Home hearing tracking iOS application:
For iOS I developed a hearing checking app, working with a local hospital, and a PHD student. The application would calibrate the phones speakers to get pretty precise dB and frequency values, then use those more exact values to test a persons hearing. The application was meant for people who are at risk of loosing hearing, the specific project was working with patients undergoing chemo. The developed product would let the patient regularly test their hearing at home so they could warn their doctor in time if their hearing started degenerating
D&D association
At university all my friends kept begging to join my D&D game… still that nerdy…and I slowly came to find there were a lot of people who wanted to try the game, and almost none of them new what to do about it. I did what any rational person would do in my position, I started an official association at my university, wrote up a letter of conscription with a link to a Facebook page, printed the letter and hung it up on every notice board in sight.
Within a couple of weeks, I had 50 members and could feel that things had escalated, but we had a lot of games, and I feel I got to introduce a trove of new players to a hobby they might not have had the chance to try otherwise. I continued to run the association and some of the games for about a year, before my free time dried up and I had to leave it to others to continue
Projects at Universal Robots
As part of my work at UR i have been part of creating, some of which are not under NDA, the following is a selction of those projects:
Denmark Open
In 2023 I had the opportunity to work with the International Badminton Federation and Denmark Open to showcase Odense as a robotics city. For this we made the robots hand the players the shuttlecocks. This was not the most practical usecasse, but it did get great reactions from the audience, and the comentators on TV could not get enough of it.

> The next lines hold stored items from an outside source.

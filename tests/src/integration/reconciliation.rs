//! # Reconciliation Flows
//!
//! Simulated ledger → event reconciler → coordinator → domain finalizers.
//!
//! ## Properties
//!
//! 1. A submitted item ends CONFIRMED with the ledger's hash and block
//! 2. A replayed event is applied at most once, with or without a checkpoint
//! 3. Events of one block may arrive in any order
//! 4. A restarted reconciler resumes from its checkpoint without gaps
//! 5. Lost events are recovered from receipts, including reverts
//! 6. Events written by other clients are mirrored; foreign contracts ignored

use super::fixtures::{LedgerNetwork, CARRIER, CHAIN, OWNER};
use shared_types::{LedgerStatus, TxStatus};
use sl_01_ledger_client::LedgerClient;
use sl_03_submission_coordinator::SubmissionOutcome;
use sl_04_event_reconciler::{CheckpointStore, ReconcileOutcome, ReconcilerApi};
use sl_05_domain_adapters::{
    AllocationState, ItemLifecycleApi, LedgerCall, MaterialInput, ProcessItemRequest,
};
use std::time::Duration;
use tokio::time::timeout;
use tokio_stream::StreamExt;

const WAIT: Duration = Duration::from_secs(5);
const STALE_AFTER: Duration = Duration::from_secs(10 * 60);

// =============================================================================
// HAPPY PATH
// =============================================================================

#[tokio::test]
async fn test_created_item_confirmed_by_its_event() {
    let net = LedgerNetwork::new();
    net.confirmed_chain().await;

    let intent = net
        .items()
        .create_item(net.create_request(42, 100))
        .await
        .unwrap();

    let item = net.item(42);
    assert!(item.ledger.is_pending());
    assert_eq!(item.ledger.record_id, Some(intent.record_id));
    assert_eq!(net.record(intent.record_id).status, TxStatus::Pending);

    net.until_accepted(intent.record_id).await;
    let accepted_hash = net.record(intent.record_id).external_reference.unwrap();

    let outcomes = net.settle().await;
    assert_eq!(
        outcomes,
        vec![ReconcileOutcome::Confirmed {
            record_id: intent.record_id
        }]
    );

    let outcome = timeout(WAIT, intent.outcome.wait()).await.unwrap().unwrap();
    assert_eq!(
        outcome,
        SubmissionOutcome::Confirmed {
            external_reference: Some(accepted_hash.clone())
        }
    );

    let record = net.record(intent.record_id);
    assert_eq!(record.status, TxStatus::Confirmed);
    assert!(record.confirmed_at.is_some());
    assert_eq!(record.block_number, Some(3));

    let item = net.item(42);
    assert_eq!(item.ledger.ledger_status, Some(LedgerStatus::Confirmed));
    assert_eq!(item.ledger.external_reference, Some(accepted_hash));
    assert_eq!(item.supply_chain_id, CHAIN);
    assert_eq!(item.balance(OWNER), 100);
}

// =============================================================================
// REPLAY
// =============================================================================

#[tokio::test]
async fn test_replayed_transfer_event_applied_once() {
    let net = LedgerNetwork::new();
    net.confirmed_chain().await;
    net.confirmed_item(42, 100).await;

    let intent = net.items().transfer_item(42, OWNER, CARRIER, 30).await.unwrap();
    net.until_accepted(intent.record_id).await;
    let events = net.mine().await;

    assert_eq!(
        net.reconcile(&events).await,
        vec![ReconcileOutcome::Confirmed {
            record_id: intent.record_id
        }]
    );
    assert_eq!(
        net.reconcile(&events).await,
        vec![ReconcileOutcome::Duplicate]
    );

    // Without a checkpoint the terminal record still recognises the hash.
    let amnesiac = net.amnesiac_reconciler();
    assert_eq!(
        amnesiac.handle_event(&events[0]).await.unwrap(),
        ReconcileOutcome::Duplicate
    );

    let item = net.item(42);
    assert_eq!(item.balance(OWNER), 70);
    assert_eq!(item.balance(CARRIER), 30);
    assert!(item.pending_transfers.is_empty());
    assert_eq!(net.reconciler.stats().duplicates, 1);
}

// =============================================================================
// ORDERING
// =============================================================================

#[tokio::test]
async fn test_child_events_before_parent_creation() {
    let net = LedgerNetwork::new();
    net.confirmed_chain().await;

    // Parent and child submitted before anything is mined.
    let parent = net
        .items()
        .create_item(net.create_request(42, 100))
        .await
        .unwrap();
    let allocation = net
        .items()
        .process_item(ProcessItemRequest {
            child_item_id: 43,
            supply_chain_id: CHAIN,
            quantity: 10,
            item_type: "roasted".to_string(),
            owner: OWNER.to_string(),
            inputs: vec![MaterialInput {
                parent_item_id: 42,
                quantity: 30,
            }],
        })
        .await
        .unwrap();
    assert_eq!(allocation.steps.len(), 1);

    net.until_accepted(parent.record_id).await;
    net.until_accepted(allocation.child.record_id).await;
    net.until_accepted(allocation.steps[0].record_id).await;

    let mut events = net.mine().await;
    assert_eq!(events.len(), 3);
    events.reverse();
    for (index, event) in events.iter_mut().enumerate() {
        event.log_index = index as u32;
    }

    let outcomes = net.reconcile(&events).await;
    assert!(outcomes
        .iter()
        .all(|o| matches!(o, ReconcileOutcome::Confirmed { .. })));

    for id in [
        parent.record_id,
        allocation.child.record_id,
        allocation.steps[0].record_id,
    ] {
        assert_eq!(net.record(id).status, TxStatus::Confirmed);
    }

    let parent = net.item(42);
    assert!(parent.ledger.is_confirmed());
    assert_eq!(parent.balance(OWNER), 70);

    let child = net.item(43);
    assert!(child.ledger.is_confirmed());
    assert_eq!(child.balance(OWNER), 10);
    assert_eq!(
        child.allocation.as_ref().map(|a| a.state),
        Some(AllocationState::Complete)
    );
}

// =============================================================================
// CHECKPOINT RESUME
// =============================================================================

#[tokio::test]
async fn test_restart_resumes_from_checkpoint() {
    let net = LedgerNetwork::new();
    net.confirmed_chain().await;
    let checkpoint = net.checkpoints.load().unwrap().unwrap();
    assert_eq!(checkpoint.block_number, 2);

    // Mined while the reconciler was down.
    let intent = net
        .items()
        .create_item(net.create_request(42, 100))
        .await
        .unwrap();
    net.until_accepted(intent.record_id).await;
    net.mine().await;
    assert!(net.item(42).ledger.is_pending());

    let restarted = net.restarted_reconciler();
    let mut stream = restarted.open_stream().await.unwrap();

    let mut outcomes = Vec::new();
    for _ in 0..2 {
        let event = timeout(WAIT, stream.next()).await.unwrap().unwrap();
        outcomes.push(restarted.handle_event(&event).await.unwrap());
    }

    // The checkpoint block is replayed inclusively and skipped.
    assert_eq!(
        outcomes,
        vec![
            ReconcileOutcome::Duplicate,
            ReconcileOutcome::Confirmed {
                record_id: intent.record_id
            },
        ]
    );
    assert!(net.item(42).ledger.is_confirmed());
    assert_eq!(net.checkpoints.load().unwrap().unwrap().block_number, 3);
}

// =============================================================================
// RECEIPT RECOVERY
// =============================================================================

#[tokio::test]
async fn test_lost_events_recovered_from_receipts() {
    let net = LedgerNetwork::new();
    net.confirmed_chain().await;
    net.confirmed_item(42, 100).await;

    net.ledger.revert_next("insufficient stock on ledger");
    let reverted = net.items().transfer_item(42, OWNER, CARRIER, 30).await.unwrap();
    net.until_accepted(reverted.record_id).await;
    let landed = net.items().transfer_item(42, OWNER, CARRIER, 20).await.unwrap();
    net.until_accepted(landed.record_id).await;

    // Mined, but the events never reach the reconciler.
    net.mine().await;
    assert_eq!(net.item(42).balance(OWNER), 50);

    let report = net.reconciler.recover_stale(STALE_AFTER).await.unwrap();
    assert_eq!(report.stale, 0);

    net.time.advance(11 * 60 * 1000);
    let report = net.reconciler.recover_stale(STALE_AFTER).await.unwrap();

    assert_eq!(report.stale, 2);
    assert_eq!(report.confirmed, vec![landed.record_id]);
    assert_eq!(report.reverted, vec![reverted.record_id]);

    let failed = net.record(reverted.record_id);
    assert_eq!(failed.status, TxStatus::Failed);
    assert!(failed
        .failure_reason
        .as_deref()
        .is_some_and(|r| r.starts_with("reverted")));
    assert_eq!(net.record(landed.record_id).status, TxStatus::Confirmed);

    let item = net.item(42);
    assert_eq!(item.balance(OWNER), 80);
    assert_eq!(item.balance(CARRIER), 20);
    assert!(item.pending_transfers.is_empty());

    let outcome = timeout(WAIT, reverted.outcome.wait()).await.unwrap().unwrap();
    assert!(!outcome.is_confirmed());
}

#[tokio::test]
async fn test_unmined_submission_stays_pending() {
    let net = LedgerNetwork::new();
    net.confirmed_chain().await;

    let intent = net
        .items()
        .create_item(net.create_request(42, 100))
        .await
        .unwrap();
    net.until_accepted(intent.record_id).await;
    net.time.advance(11 * 60 * 1000);

    let report = net.reconciler.recover_stale(STALE_AFTER).await.unwrap();

    assert_eq!(report.stale, 1);
    assert_eq!(report.still_pending, 1);
    assert!(report.confirmed.is_empty());
    assert_eq!(net.record(intent.record_id).status, TxStatus::Pending);
}

// =============================================================================
// UNMATCHED AND FOREIGN EVENTS
// =============================================================================

#[tokio::test]
async fn test_transfer_by_another_client_is_mirrored() {
    let net = LedgerNetwork::new();
    net.confirmed_chain().await;
    net.confirmed_item(42, 100).await;
    let records_before = net.records.len();

    let call = LedgerCall::Transfer {
        item_id: 42,
        from: OWNER.to_string(),
        to: CARRIER.to_string(),
        quantity: 25,
    };
    net.ledger
        .submit(call.operation(), &call.to_parameters())
        .await
        .unwrap();

    assert_eq!(net.settle().await, vec![ReconcileOutcome::Unmatched]);

    let item = net.item(42);
    assert_eq!(item.balance(OWNER), 75);
    assert_eq!(item.balance(CARRIER), 25);
    assert_eq!(net.records.len(), records_before);
    assert_eq!(net.reconciler.stats().unmatched, 1);
}

#[tokio::test]
async fn test_foreign_contract_event_ignored() {
    let net = LedgerNetwork::new();
    net.confirmed_chain().await;
    net.confirmed_item(42, 100).await;

    let mut event = net.ledger.event_log().pop().unwrap();
    event.contract = "0xdeadbeef".to_string();
    event.block_number += 1;

    assert_eq!(
        net.reconciler.handle_event(&event).await.unwrap(),
        ReconcileOutcome::Ignored
    );
    assert_eq!(net.item(42).balance(OWNER), 100);
    assert!(net.reconciler.dead_letters().is_empty());
}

On the right is a short video of the initial testing showing the general movement desired and below is a video of the comentators on live TV admirering the robot.
Tom Dixon
I worked with british artist Tom Dixon on creating an art instalation in Copenhagen for the 3DaysOfDesign event in the summer of 2023. Here we installed a robot that carved a lamp stand our of a solid piece of wood in front of an audience. The robot carved the iconic conical design of Tom Dixons lamps out of a single piece of Douglas Fir and ran day and night for 3 days.
The theme of the excibition was susteainability and local production, hence the combination of danish wood and a danish robotics company.
Motion control
Another place where the robots were implemented was for camera controls in variouse studios. I worked closely with a company selling these rigs, to develop their control system and improve their featureset.
The system is now used in the production of movies, live events and in the iconic slowmotion motion controlled shots of many advertisements.